There are also "meta" builds, so at any given time the majority of players are
using the same builds.
One of the most valuable features of murderledger turned out to be integration with twith.tv. On a whim, I decided to look into using the twitch API to see if we could essentially get clips of recent fights which were live streamed. The process involves manually linking a streamers twitch channel to their Albion player name. Then when we see an event for a player that has a linked twitch channel, we use the twitch API to check if they are live. If they are, and they have VODs enabled, then we can generate a link to the twitch video with a timestamp offset to right around the time the kill happened. This feature was a game changer. Murderledger lets players find videos of specific weapon matchups to see how other people play and how they can improve. It also helps content creators easily find the timestamps of specific fights in their VODs.
Now that the required data is in-place, it's possible to implement our own API endpoints to page through a players events or pull any kind of cool stats that we can dream up. The web API is a very straight-forward rest/json design. It uses a gin and a really nifty plugin called fizz which helps you generate an OpenAPI spec directly from the endpoint code. This was important to me, because even though I don't intend murderledger's API to be strictly versioned and managed as a public API, I do want other developers to be able to use the API to build cool things like twitch extensions or discord bots. Generating an OpenAPI spec allows other people to easily use the API without having to inspect my website to figure out what endpoints are available and how they work. You can browse the spec in Swagger Editor here: https://editor.swagger.io/?url=https://murderledger.com/api/openapi.json
The most difficult and important endpoint to optimize was the player events list. It offers many different filters which complicate the issue. I opted for a design that allows the endpoint to be super fast with the defaults, but if you use some filter on the opponents weapon type for example, then we'll accept a few seconds of latency.
There are also stats queries that are super slow. One of the main features of the site is the stats for the most frequently used builds in 1v1 fights. This are updated nightly and are calculated over the last 7 days. I used k8s cron jobs to schedule several SQL queries which pull the data and insert it into a stats table. It's a sort of very basic "ETL" kind of process. This allows us to serve stats super fast from the API.

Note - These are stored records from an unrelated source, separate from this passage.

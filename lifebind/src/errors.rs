//! Error types for lifebind.
//!
//! The release path never surfaces errors to callers of
//! [`retain_until_release_of`](crate::retain_until_release_of); these types are
//! used for reporting release failures and for configuration problems.

use std::collections::HashMap;
use thiserror::Error;

/// The main error type for lifebind operations.
#[derive(Debug, Error)]
pub enum LifebindError {
    /// A resource failed to release.
    #[error("{0}")]
    Release(#[from] ReleaseError),

    /// The process-wide registry was already created.
    #[error("Global registry already initialized")]
    AlreadyInitialized,

    /// The supplied configuration is not usable.
    #[error("Invalid configuration: {0}")]
    InvalidConfig(String),

    /// The background sweeper could not be started.
    #[error("Failed to start sweeper: {0}")]
    SweeperStart(#[from] std::io::Error),

    /// Serialization/deserialization error.
    #[error("Serialization error: {0}")]
    Serialization(String),
}

impl From<serde_json::Error> for LifebindError {
    fn from(err: serde_json::Error) -> Self {
        Self::Serialization(err.to_string())
    }
}

/// Error reported by [`Resource::release`](crate::resource::Resource::release).
#[derive(Debug, Clone, PartialEq, Eq, Error)]
#[error("Release failed{}: {message}", .resource.as_ref().map(|r| format!(" for '{r}'")).unwrap_or_default())]
pub struct ReleaseError {
    /// The error message.
    pub message: String,
    /// Label of the resource that failed, if known.
    pub resource: Option<String>,
}

impl ReleaseError {
    /// Creates a new release error.
    #[must_use]
    pub fn new(message: impl Into<String>) -> Self {
        Self {
            message: message.into(),
            resource: None,
        }
    }

    /// Sets the resource label.
    #[must_use]
    pub fn with_resource(mut self, resource: impl Into<String>) -> Self {
        self.resource = Some(resource.into());
        self
    }

    /// Builds a release error from a caught panic payload.
    #[must_use]
    pub fn from_panic(payload: &(dyn std::any::Any + Send)) -> Self {
        let detail = payload
            .downcast_ref::<&str>()
            .map(|s| (*s).to_string())
            .or_else(|| payload.downcast_ref::<String>().cloned())
            .unwrap_or_else(|| "<non-string panic payload>".to_string());
        Self::new(format!("release panicked: {detail}"))
    }

    /// Converts to a dictionary representation.
    #[must_use]
    pub fn to_dict(&self) -> HashMap<String, serde_json::Value> {
        let mut map = HashMap::new();
        map.insert("type".to_string(), serde_json::json!("ReleaseError"));
        map.insert("message".to_string(), serde_json::json!(self.message));
        if let Some(ref resource) = self.resource {
            map.insert("resource".to_string(), serde_json::json!(resource));
        }
        map
    }
}

#[cfg(test)]
mod tests {
    use super::*;

    #[test]
    fn test_release_error_display() {
        let err = ReleaseError::new("socket closed");
        assert_eq!(err.to_string(), "Release failed: socket closed");

        let err = err.with_resource("feed");
        assert_eq!(err.to_string(), "Release failed for 'feed': socket closed");
    }

    #[test]
    fn test_release_error_to_dict() {
        let err = ReleaseError::new("boom").with_resource("ticker");
        let dict = err.to_dict();

        assert_eq!(dict.get("type").unwrap(), "ReleaseError");
        assert_eq!(dict.get("message").unwrap(), "boom");
        assert_eq!(dict.get("resource").unwrap(), "ticker");
    }

    #[test]
    fn test_release_error_from_panic() {
        let payload = std::panic::catch_unwind(|| panic!("kaput")).unwrap_err();
        let err = ReleaseError::from_panic(payload.as_ref());
        assert_eq!(err.message, "release panicked: kaput");

        let payload = std::panic::catch_unwind(|| panic!("{}", String::from("owned"))).unwrap_err();
        let err = ReleaseError::from_panic(payload.as_ref());
        assert_eq!(err.message, "release panicked: owned");
    }

    #[test]
    fn test_lifebind_error_from_release() {
        let err: LifebindError = ReleaseError::new("nope").into();
        assert!(matches!(err, LifebindError::Release(_)));
        assert_eq!(err.to_string(), "Release failed: nope");
    }

    #[test]
    fn test_lifebind_error_from_json() {
        let err: LifebindError = serde_json::from_str::<u32>("not json").unwrap_err().into();
        assert!(err.to_string().starts_with("Serialization error:"));
    }
}
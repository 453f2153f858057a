//! Configuration for resource registries and their sweepers.

use serde::{Deserialize, Serialize};
use std::time::Duration;

use crate::errors::LifebindError;

/// Configuration for a [`ResourceRegistry`](crate::registry::ResourceRegistry).
#[derive(Debug, Clone, PartialEq, Eq, Serialize, Deserialize)]
pub struct RegistryConfig {
    /// Interval between two sweeps, in milliseconds.
    #[serde(default = "default_sweep_interval_ms")]
    pub sweep_interval_ms: u64,
    /// Name of the OS thread that hosts the sweeper.
    #[serde(default = "default_thread_name")]
    pub sweeper_thread_name: String,
    /// Whether the first registration starts the sweeper.
    #[serde(default = "default_true")]
    pub auto_start_sweeper: bool,
    /// Whether the sweeper emits `sweep.completed` events.
    #[serde(default = "default_true")]
    pub emit_sweep_events: bool,
}

fn default_sweep_interval_ms() -> u64 {
    100
}

fn default_thread_name() -> String {
    "lifebind-sweeper".to_string()
}

fn default_true() -> bool {
    true
}

impl Default for RegistryConfig {
    fn default() -> Self {
        Self {
            sweep_interval_ms: default_sweep_interval_ms(),
            sweeper_thread_name: default_thread_name(),
            auto_start_sweeper: default_true(),
            emit_sweep_events: default_true(),
        }
    }
}

impl RegistryConfig {
    /// Creates a new configuration with defaults.
    #[must_use]
    pub fn new() -> Self {
        Self::default()
    }

    /// Sets the sweep interval.
    #[must_use]
    pub fn with_sweep_interval(mut self, interval: Duration) -> Self {
        self.sweep_interval_ms = u64::try_from(interval.as_millis()).unwrap_or(u64::MAX);
        self
    }

    /// Sets the sweeper thread name.
    #[must_use]
    pub fn with_thread_name(mut self, name: impl Into<String>) -> Self {
        self.sweeper_thread_name = name.into();
        self
    }

    /// Enables or disables starting the sweeper on first registration.
    #[must_use]
    pub fn with_auto_start(mut self, enabled: bool) -> Self {
        self.auto_start_sweeper = enabled;
        self
    }

    /// Enables or disables sweep events.
    #[must_use]
    pub fn with_sweep_events(mut self, enabled: bool) -> Self {
        self.emit_sweep_events = enabled;
        self
    }

    /// Returns the sweep interval as a duration.
    #[must_use]
    pub fn sweep_interval(&self) -> Duration {
        Duration::from_millis(self.sweep_interval_ms)
    }

    /// Checks that the configuration can drive a sweeper.
    pub fn validate(&self) -> Result<(), LifebindError> {
        if self.sweep_interval_ms == 0 {
            return Err(LifebindError::InvalidConfig(
                "sweep_interval_ms must be greater than zero".to_string(),
            ));
        }
        if self.sweeper_thread_name.trim().is_empty() {
            return Err(LifebindError::InvalidConfig(
                "sweeper_thread_name must not be empty".to_string(),
            ));
        }
        Ok(())
    }

    /// Parses and validates a configuration from JSON.
    ///
    /// Missing fields take their default values.
    pub fn from_json(json: &str) -> Result<Self, LifebindError> {
        let config: Self = serde_json::from_str(json)?;
        config.validate()?;
        Ok(config)
    }
}
//! Registry entries.

use serde::{Deserialize, Serialize};
use std::sync::Arc;

use super::report::ReleaseFailure;
use crate::errors::ReleaseError;
use crate::liveness::LivenessToken;
use crate::resource::Resource;

/// Identifier assigned to an entry when it is registered.
#[derive(Debug, Clone, Copy, PartialEq, Eq, Hash, PartialOrd, Ord, Serialize, Deserialize)]
pub struct EntryId(pub u64);

impl std::fmt::Display for EntryId {
    fn fmt(&self, f: &mut std::fmt::Formatter<'_>) -> std::fmt::Result {
        write!(f, "#{}", self.0)
    }
}

/// A resource paired with the liveness token of the object it watches.
pub(crate) struct RegistryEntry {
    pub(crate) id: EntryId,
    pub(crate) label: Option<String>,
    resource: Arc<dyn Resource>,
    token: LivenessToken,
}

impl RegistryEntry {
    pub(crate) fn new(
        id: EntryId,
        label: Option<String>,
        resource: Arc<dyn Resource>,
        token: LivenessToken,
    ) -> Self {
        Self {
            id,
            label,
            resource,
            token,
        }
    }

    pub(crate) fn is_expired(&self) -> bool {
        self.token.is_expired()
    }

    /// Releases the resource and drops the entry.
    ///
    /// A panic in either `release()` or the resource's `Drop` is caught and
    /// reported as a failure, so one entry cannot abort the rest of a sweep.
    pub(crate) fn release(self) -> Result<(), ReleaseFailure> {
        let Self {
            id,
            label,
            resource,
            token,
        } = self;
        drop(token);

        let result = std::panic::catch_unwind(std::panic::AssertUnwindSafe(move || {
            let outcome = resource.release();
            drop(resource);
            outcome
        }))
        .unwrap_or_else(|panic| Err(ReleaseError::from_panic(panic.as_ref())));

        result.map_err(|e| {
            let error = match (&e.resource, &label) {
                (None, Some(label)) => e.with_resource(label.clone()),
                _ => e,
            };
            ReleaseFailure {
                entry: id,
                name: label.unwrap_or_else(|| id.to_string()),
                error: error.to_string(),
            }
        })
    }
}

impl std::fmt::Debug for RegistryEntry {
    fn fmt(&self, f: &mut std::fmt::Formatter<'_>) -> std::fmt::Result {
        f.debug_struct("RegistryEntry")
            .field("id", &self.id)
            .field("label", &self.label)
            .field("token", &self.token)
            .finish_non_exhaustive()
    }
}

Some of the other stats, like the weapon matrix are not calculated by a nightly job, but the API server does keep an in memory cache that's refreshed only when the data is requested, but the cache is more than 12 hours load. A similar strategy is used for the front page, but with a much more frequent update.
Since all of the traffic can be handled by one web server and I don't push updates that require a restart very often, an in-memory cache works great.
Speaking of traffic, at the time of writing, the API handles about 100K requests per day. Google AdSense claims about 120K ad sessions per month. I'm happy with how well the API has scaled given that it uses a simple/naive design without too much thought put into scaling.
I originally wrote the front-end in Elm which will always be near and dear to my heart. Unfortunately scaling an Elm app can be a bit painful and I was still learning. Since this project already had a lot of moving parts, I decided it would be best to switch to React and use the Ant Design component library instead. Elm has certain strengths, and it makes some parts of the work absolutely delightful, it really has some big weaknesses that translate to slow development time. Every new page that must be added grows the state monstrosity that must be carefully sliced and managed.
There's not too much else to say about the react app. It does its job, but it's probably the least interesting part of the project.